De Meden waren een andere vijand. In 612 hadden zij en hun Babylonische bondgenoten de Assyriërs overwonnen. Nineve was verslagen en de Meden en Babyloniërs verdeelden het rijk dat eens het hele Nabije Oosten Verenigde. De Medische koning Cyaxares had centraal Turkije ingelijfd vanuit het Oosten via Armenië, en het land dat bekend stond als Cappadocië binnengevallen. Herodotus schrijft dat er een diplomatiek incident was waarbij sommige Scythen betrokken waren. Er was oorlog gedurende vijf jaar, waarin zowel Lydiërs en Meden een aantal overwinningen boekten. Bij één gelegenheid had ze een onverwachte strijd in het donker, een gebeurtenis die zich zou hebben voorgedaan na vijf jaar besluiteloos oorlogvoeren: de twee legers waren al in strijd toen de dag plotseling in nacht omgezet werd. Deze verandering van daglicht in duisternis was door Thales van Milete eerder al voorspeld. Zowel de Lydiërs alsook de Meden braken de strijd af toen ze deze verdonkering van de dag zagen, ze waren banger hiervoor dan voor hun tegenstanders en een verzoening werd teweeggebracht door Syennesis (een Ciliciër) en Labynetus van Babylon, deze mannen waren verantwoordelijk voor het bewaren van de vrede, alsmede voor de uitwisseling van huwelijken tussen de twee koninkrijken. Ze haalden Alyattes over zijn dochter Aryenis aan Astyages, zoon van Cyaxares te geven, wetende dat verdragen zelden intact blijven zonder sterke lijmmiddelen zoals deze.

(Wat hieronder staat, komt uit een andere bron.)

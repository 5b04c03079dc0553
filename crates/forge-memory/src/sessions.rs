// SPDX-FileCopyrightText: 2026 Session Forge Contributors
// SPDX-License-Identifier: MIT OR Apache-2.0

//! Session checkpoints: one active snapshot plus an immutable archive.
//!
//! A checkpoint overwrites `sessions/active.json`. Completion, or a restore
//! that finds the snapshot older than the stale threshold, moves it into
//! `sessions/history/` and deletes the active file. Archives are never pruned.

use std::path::PathBuf;

use chrono::{DateTime, Utc};
use forge_core::{ForgeError, format_timestamp, parse_timestamp};
use forge_storage::json_store;
use forge_storage::paths::archive_file_name;
use tracing::{info, warn};

use crate::types::{CheckpointStatus, SessionCheckpoint};

/// Summary recorded when completion is called without one.
pub const DEFAULT_COMPLETION_SUMMARY: &str = "Task completed";
/// Default count for [`SessionStore::history`].
pub const DEFAULT_HISTORY_LIMIT: usize = 10;

/// Fields a caller supplies for a checkpoint.
#[derive(Debug, Clone, Default)]
pub struct NewCheckpoint {
    pub task: String,
    pub intent: String,
    pub next_steps: Vec<String>,
    pub status: Option<CheckpointStatus>,
    pub files_touched: Vec<String>,
    pub recent_actions: Vec<String>,
    pub context: serde_json::Map<String, serde_json::Value>,
    pub tool_call_count: u64,
}

/// What a restore found.
#[derive(Debug, Clone, PartialEq)]
pub enum Restore {
    NoSession,
    /// Older than the threshold; already archived and removed.
    /// `age_hours` is `None` when the timestamp could not be parsed.
    Stale {
        checkpoint: SessionCheckpoint,
        age_hours: Option<f64>,
    },
    Active {
        checkpoint: SessionCheckpoint,
        age_minutes: i64,
    },
}

#[derive(Debug, Clone)]
pub struct SessionStore {
    active: PathBuf,
    history: PathBuf,
}

impl SessionStore {
    pub fn new(active: impl Into<PathBuf>, history: impl Into<PathBuf>) -> Self {
        Self {
            active: active.into(),
            history: history.into(),
        }
    }

    /// The active checkpoint, if any.
    pub fn active(&self) -> Option<SessionCheckpoint> {
        json_store::load(&self.active, None)
    }

    pub fn has_active(&self) -> bool {
        self.active().is_some()
    }

    /// Overwrite the active checkpoint. The returned timestamp is its id.
    ///
    /// `COMPLETED` is reserved for [`SessionStore::complete`] and is rejected here.
    pub fn checkpoint(
        &self,
        new: NewCheckpoint,
        now: DateTime<Utc>,
    ) -> Result<SessionCheckpoint, ForgeError> {
        let status = new.status.unwrap_or_default();
        if status == CheckpointStatus::Completed {
            return Err(ForgeError::InvalidInput(
                "status COMPLETED is set by session completion".to_string(),
            ));
        }

        let checkpoint = SessionCheckpoint {
            timestamp: format_timestamp(now),
            task: new.task,
            intent: new.intent,
            status,
            files_touched: new.files_touched,
            recent_actions: new.recent_actions,
            next_steps: new.next_steps,
            context: new.context,
            tool_call_count: new.tool_call_count,
            completed_at: None,
            summary: None,
        };
        json_store::save(&self.active, &checkpoint)?;
        info!(task = %checkpoint.task, status = checkpoint.status.as_str(), "checkpoint saved");
        Ok(checkpoint)
    }

    /// Look for interrupted work, archiving it if older than `stale_hours`.
    pub fn restore(&self, now: DateTime<Utc>, stale_hours: f64) -> Result<Restore, ForgeError> {
        let Some(checkpoint) = self.active() else {
            return Ok(Restore::NoSession);
        };

        let age_hours = parse_timestamp(&checkpoint.timestamp)
            .map(|saved| (now - saved).num_milliseconds() as f64 / 3_600_000.0);

        match age_hours {
            Some(hours) if hours <= stale_hours => {
                let age_minutes = (hours * 60.0).round() as i64;
                Ok(Restore::Active {
                    checkpoint,
                    age_minutes,
                })
            }
            _ => {
                if age_hours.is_none() {
                    warn!(timestamp = %checkpoint.timestamp, "unparsable checkpoint timestamp, treating as stale");
                }
                self.archive(&checkpoint)?;
                json_store::remove(&self.active);
                info!(task = %checkpoint.task, ?age_hours, "stale checkpoint archived");
                Ok(Restore::Stale {
                    checkpoint,
                    age_hours,
                })
            }
        }
    }

    /// Mark the active checkpoint completed, archive it and clear it.
    ///
    /// Returns `None` when there is nothing to complete.
    pub fn complete(
        &self,
        summary: Option<String>,
        now: DateTime<Utc>,
    ) -> Result<Option<SessionCheckpoint>, ForgeError> {
        let Some(mut checkpoint) = self.active() else {
            return Ok(None);
        };

        checkpoint.status = CheckpointStatus::Completed;
        checkpoint.completed_at = Some(format_timestamp(now));
        checkpoint.summary =
            Some(summary.unwrap_or_else(|| DEFAULT_COMPLETION_SUMMARY.to_string()));

        self.archive(&checkpoint)?;
        json_store::remove(&self.active);
        info!(task = %checkpoint.task, "session completed");
        Ok(Some(checkpoint))
    }

    /// The `limit` most recent archives, oldest first.
    pub fn history(&self, limit: usize) -> Result<Vec<SessionCheckpoint>, ForgeError> {
        let names = self.archive_names()?;
        let start = names.len().saturating_sub(limit);
        Ok(names[start..]
            .iter()
            .filter_map(|name| json_store::load(&self.history.join(name), None))
            .collect())
    }

    /// Number of archived checkpoints.
    pub fn archive_count(&self) -> Result<usize, ForgeError> {
        Ok(self.archive_names()?.len())
    }

    fn archive(&self, checkpoint: &SessionCheckpoint) -> Result<(), ForgeError> {
        let path = self.history.join(archive_file_name(&checkpoint.timestamp));
        json_store::save(&path, checkpoint)
    }

    /// Archive file names in lexical (and therefore chronological) order.
    fn archive_names(&self) -> Result<Vec<String>, ForgeError> {
        let dir = match std::fs::read_dir(&self.history) {
            Ok(dir) => dir,
            Err(e) if e.kind() == std::io::ErrorKind::NotFound => return Ok(Vec::new()),
            Err(e) => return Err(ForgeError::storage(e)),
        };

        let mut names: Vec<String> = dir
            .filter_map(Result::ok)
            .filter_map(|entry| entry.file_name().into_string().ok())
            .filter(|name| name.starts_with("session_") && name.ends_with(".json"))
            .collect();
        names.sort();
        Ok(names)
    }
}
// SPDX-FileCopyrightText: 2026 Session Forge Contributors
// SPDX-License-Identifier: MIT OR Apache-2.0

//! Entry and document traits, and the per-file collection store.
//!
//! [`CollectionStore`] owns nothing but a path: every call re-reads the
//! document, mutates a copy and writes it back, so no state survives between
//! requests.

use std::marker::PhantomData;
use std::path::{Path, PathBuf};

use chrono::{DateTime, Utc};
use forge_core::ForgeError;
use serde::Serialize;
use serde::de::DeserializeOwned;
use tracing::{debug, info};

use crate::index::{self, Deletion, ViewItem};
use crate::{json_store, retention, search, telemetry};

/// Version stamped on every collection document at write time.
pub const SCHEMA_VERSION: u32 = 1;

/// A timestamped record inside a collection.
pub trait Entry: Clone + Serialize + DeserializeOwned {
    /// Creation time; the entry's identity within its collection.
    fn timestamp(&self) -> &str;

    /// Flattened text the search engine matches against.
    fn search_text(&self) -> String;

    /// One-line description shown in list views.
    fn summary(&self) -> String;
}

/// A JSON document wrapping an ordered, capped list of entries.
pub trait CollectionDocument: Default + Serialize + DeserializeOwned {
    type Item: Entry;

    /// Name used in logs, metrics and tool output.
    const NAME: &'static str;

    /// Maximum retained entries.
    const CAP: usize;

    fn entries(&self) -> &[Self::Item];

    fn entries_mut(&mut self) -> &mut Vec<Self::Item>;

    fn schema_version(&self) -> Option<u32>;

    fn set_schema_version(&mut self, version: u32);
}

/// Before/after counts from a prune.
#[derive(Debug, Clone, Copy, PartialEq, Eq, Serialize)]
pub struct PruneOutcome {
    pub before: usize,
    pub after: usize,
}

/// A collection document bound to its file.
#[derive(Debug, Clone)]
pub struct CollectionStore<D> {
    path: PathBuf,
    _document: PhantomData<fn() -> D>,
}

impl<D: CollectionDocument> CollectionStore<D> {
    pub fn new(path: impl Into<PathBuf>) -> Self {
        Self {
            path: path.into(),
            _document: PhantomData,
        }
    }

    pub fn path(&self) -> &Path {
        &self.path
    }

    /// Current document, or an empty one if absent or corrupt.
    pub fn load(&self) -> D {
        json_store::load_or_default(&self.path)
    }

    /// Stamp the schema version and persist.
    pub fn save(&self, document: &mut D) -> Result<(), ForgeError> {
        document.set_schema_version(SCHEMA_VERSION);
        json_store::save(&self.path, document)
    }

    /// Append `entry`, enforce the cap and persist. Returns the new length.
    pub fn append(&self, entry: D::Item) -> Result<usize, ForgeError> {
        let mut document = self.load();
        let evicted = retention::append_bounded(document.entries_mut(), entry, D::CAP);
        self.save(&mut document)?;

        telemetry::record_entry(D::NAME);
        let len = document.entries().len();
        debug!(collection = D::NAME, len, evicted, "entry appended");
        Ok(len)
    }

    pub fn entries(&self) -> Vec<D::Item> {
        let mut document = self.load();
        std::mem::take(document.entries_mut())
    }

    pub fn len(&self) -> usize {
        self.load().entries().len()
    }

    pub fn is_empty(&self) -> bool {
        self.len() == 0
    }

    /// The last `count` entries, oldest first.
    pub fn recent(&self, count: usize) -> Vec<D::Item> {
        let document = self.load();
        search::recent(document.entries(), count).to_vec()
    }

    /// Entries matching `query`, at most the `limit` most recent.
    pub fn search(&self, query: &str, limit: usize) -> Vec<D::Item> {
        let document = self.load();
        search::search(document.entries(), query, <D::Item as Entry>::search_text, limit)
            .into_iter()
            .cloned()
            .collect()
    }

    /// Numbered view for a list call.
    pub fn list(&self, query: Option<&str>, limit: usize) -> Vec<ViewItem> {
        let document = self.load();
        index::list_view(document.entries(), query, limit)
    }

    /// Delete the entry at `index` of the view for `query`, persisting before returning.
    pub fn delete_at(
        &self,
        index: usize,
        query: Option<&str>,
    ) -> Result<Deletion<D::Item>, ForgeError> {
        let mut document = self.load();
        let deletion = index::delete_by_index(document.entries_mut(), index, query)?;
        self.save(&mut document)?;

        telemetry::record_deletion(D::NAME);
        info!(
            collection = D::NAME,
            index,
            timestamp = deletion.removed.timestamp(),
            remaining = deletion.remaining,
            "entry deleted"
        );
        Ok(deletion)
    }

    /// Drop entries not newer than `cutoff` and persist.
    pub fn prune_older_than(&self, cutoff: DateTime<Utc>) -> Result<PruneOutcome, ForgeError> {
        let mut document = self.load();
        let before = document.entries().len();
        retention::prune_older_than(
            document.entries_mut(),
            cutoff,
            <D::Item as Entry>::timestamp,
        );
        let after = document.entries().len();
        self.save(&mut document)?;

        info!(collection = D::NAME, before, after, "collection pruned");
        Ok(PruneOutcome { before, after })
    }

    /// Replace the document with an empty one.
    pub fn clear(&self) -> Result<(), ForgeError> {
        self.save(&mut D::default())?;
        info!(collection = D::NAME, "collection cleared");
        Ok(())
    }
}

Thales zonsverduistering kan gedateerd worden op 28 mei 585 V.C.
De grens tussen Lydië en Medië werd afgesproken bij de rivier "Kizil Irmak". Herodotus heeft een lijst van landen gemaakt die onderworpen aan Alyattes' zoon Croesus. De meeste van hen waren inmiddels reeds onderworpen: behalve de Ciliciërs en de Lyciërs hield hij alle mensen ten westen van de Kizil Irmak in onderwerping: Lydiërs, Frygiërs, Mysiërs, Mariandyniërs, Chalybiërs, Paphlagoniërs, Thraciërs, Cariërs, Ioniërs, Doriërs en Pamphyliërs. Hoewel deze lijst naar de situatie in 550 V.C. verwijst, is het waarschijnlijk dat de meeste van deze stammen werden veroverd door Alyattes. De Mysiërs, Mariandyniërs, Chalybiërs, Paphlagoniërs, Thynische Thraciërs en Bithyniërs leefden in de Troad en langs de zuidelijke oever van de Zwarte Zee, en waren al onderworpen door Gyges. De Ioniërs en Doriërs waren de Grieken in Azië. De Kariërs waren bondgenoten van de Lydiërs, maar het is waarschijnlijk dat zij aan Alyattes zijn onderworpen na een diplomatiek huwelijk (Alyattes zoon Croesus had een Karische moeder). Dit laat alleen de Pamphyliërs in Zuid-Turkije als een nieuw veroverd volk. Misschien werden ze ingelijfd door Croesus, maar Alyattes veertig jarig bewind laat voldoende ruimte voor een campagne tegen Pamphylië.
Alyattes had ten minste twee vrouwen. Een Karian vrouw baarde zijn dochter Aryenis en zijn zoon en opvolger Croesus, en een Griekse vrouw was de moeder van Pantaleon. Toen Alyattes stierf, het was niet duidelijk wie hem zou moeten opvolgen, in ieder geval was er hierover behoorlijke strijd tussen Croesus en Pantaleon.
Alyattes werd, net als alle koningen van de Mermnad dynastie, begraven door zijn zoon bij de koninklijke begraafplaats van Bin Tepe, op de vlakte van Sardes.